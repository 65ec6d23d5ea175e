//! Backend Module
//!
//! The capability set every store variant implements, and the construction
//! of the variant selected by [`Config::backend`].
//!
//! ## Contract
//! - Point operations, with compare-and-swap and compare-and-delete evaluated
//!   as one indivisible step
//! - Group (set) operations
//! - Write+publish combinators: the notification is queued if and only if the
//!   guarded mutation took effect
//! - Subscription management and the two event delivery modes
//! - Lock primitives keyed by the lock's wire key
//!
//! Arguments reaching a backend are already validated and normalized by the
//! storage facade: collections are non-empty and events carry no separator.

pub mod memory;
pub mod remote;

use std::collections::{HashMap, HashSet};
use std::sync::Arc;
use std::time::Duration;

use crate::config::{BackendType, Config};
use crate::error::Result;
use crate::events::{Event, EventCallback};
use crate::keyspace::ChannelsAndEvents;

pub use self::memory::MemoryBackend;
pub use self::remote::RedisBackend;

/// A store implementation behind the storage facade
pub trait DbBackend: Send + Sync {
    // =========================================================================
    // Connection
    // =========================================================================

    /// Whether every underlying connection answers
    fn is_connected(&self) -> Result<bool>;

    /// Stop background threads and drop connections
    fn close(&self);

    /// Short description used by `Display` of the facade
    fn describe(&self) -> String;

    // =========================================================================
    // Point Operations
    // =========================================================================

    fn set(&self, ns: &str, data: &HashMap<String, Vec<u8>>) -> Result<()>;

    fn set_if(&self, ns: &str, key: &str, old_data: &[u8], new_data: &[u8]) -> Result<bool>;

    fn set_if_not_exists(&self, ns: &str, key: &str, data: &[u8]) -> Result<bool>;

    /// Values of the keys found; absent keys are omitted
    fn get(&self, ns: &str, keys: &[String]) -> Result<HashMap<String, Vec<u8>>>;

    /// Not atomic, not isolated against concurrent writers
    fn find_keys(&self, ns: &str, pattern: &str) -> Result<Vec<String>>;

    /// Not atomic, not isolated against concurrent writers
    fn find_and_get(&self, ns: &str, pattern: &str) -> Result<HashMap<String, Vec<u8>>>;

    fn remove(&self, ns: &str, keys: &[String]) -> Result<()>;

    fn remove_if(&self, ns: &str, key: &str, data: &[u8]) -> Result<bool>;

    // =========================================================================
    // Group Operations
    // =========================================================================

    fn add_member(&self, ns: &str, group: &str, members: &HashSet<Vec<u8>>) -> Result<()>;

    fn remove_member(&self, ns: &str, group: &str, members: &HashSet<Vec<u8>>) -> Result<()>;

    fn remove_group(&self, ns: &str, group: &str) -> Result<()>;

    fn get_members(&self, ns: &str, group: &str) -> Result<HashSet<Vec<u8>>>;

    fn is_member(&self, ns: &str, group: &str, member: &[u8]) -> Result<bool>;

    fn group_size(&self, ns: &str, group: &str) -> Result<usize>;

    // =========================================================================
    // Write + Publish
    // =========================================================================

    fn set_and_publish(
        &self,
        ns: &str,
        channels_and_events: &ChannelsAndEvents,
        data: &HashMap<String, Vec<u8>>,
    ) -> Result<()>;

    fn set_if_and_publish(
        &self,
        ns: &str,
        channels_and_events: &ChannelsAndEvents,
        key: &str,
        old_data: &[u8],
        new_data: &[u8],
    ) -> Result<bool>;

    fn set_if_not_exists_and_publish(
        &self,
        ns: &str,
        channels_and_events: &ChannelsAndEvents,
        key: &str,
        data: &[u8],
    ) -> Result<bool>;

    fn remove_and_publish(
        &self,
        ns: &str,
        channels_and_events: &ChannelsAndEvents,
        keys: &[String],
    ) -> Result<()>;

    fn remove_if_and_publish(
        &self,
        ns: &str,
        channels_and_events: &ChannelsAndEvents,
        key: &str,
        data: &[u8],
    ) -> Result<bool>;

    /// Scans, then deletes and publishes; best effort like every scan
    fn remove_all_and_publish(&self, ns: &str, channels_and_events: &ChannelsAndEvents) -> Result<()>;

    // =========================================================================
    // Notifications
    // =========================================================================

    fn subscribe_channel(&self, ns: &str, callback: EventCallback, channels: &[String]) -> Result<()>;

    fn unsubscribe_channel(&self, ns: &str, channels: &[String]) -> Result<()>;

    /// Start managed delivery; fails without subscriptions or when already chosen
    fn start_event_listener(&self) -> Result<()>;

    /// Deliver one pending notification, if any; fails under managed delivery
    fn handle_events(&self) -> Result<Option<Event>>;

    // =========================================================================
    // Lock Primitives
    // =========================================================================

    /// Store `token` under the lock key if absent, expiring after `expiration`
    fn lock_acquire(&self, ns: &str, name: &str, token: &str, expiration: Duration) -> Result<bool>;

    /// Delete the lock key if it still holds `token`
    fn lock_release(&self, ns: &str, name: &str, token: &str) -> Result<bool>;

    /// Reset the expiration if the lock key still holds `token`
    fn lock_refresh(&self, ns: &str, name: &str, token: &str, expiration: Duration) -> Result<bool>;

    /// In one atomic step, check that the lock key holds `token` and read its
    /// remaining time to live; a mismatch is a rejection
    fn lock_validity(&self, ns: &str, name: &str, token: &str) -> Result<Duration>;

    /// Current holder token of the lock, if any
    fn lock_holder(&self, ns: &str, name: &str) -> Result<Option<String>>;
}

/// Construct the backend selected by the configuration
pub fn open(config: &Config) -> Result<Arc<dyn DbBackend>> {
    match config.backend {
        BackendType::InMemory => Ok(Arc::new(MemoryBackend::new())),
        BackendType::Remote => Ok(Arc::new(RedisBackend::connect(config)?)),
    }
}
□ □ □ □ □ □ □
What the task asks: Across the entries, each line containing the word "Duration" is to be counted once; the total alone is to be given.

Solution: 4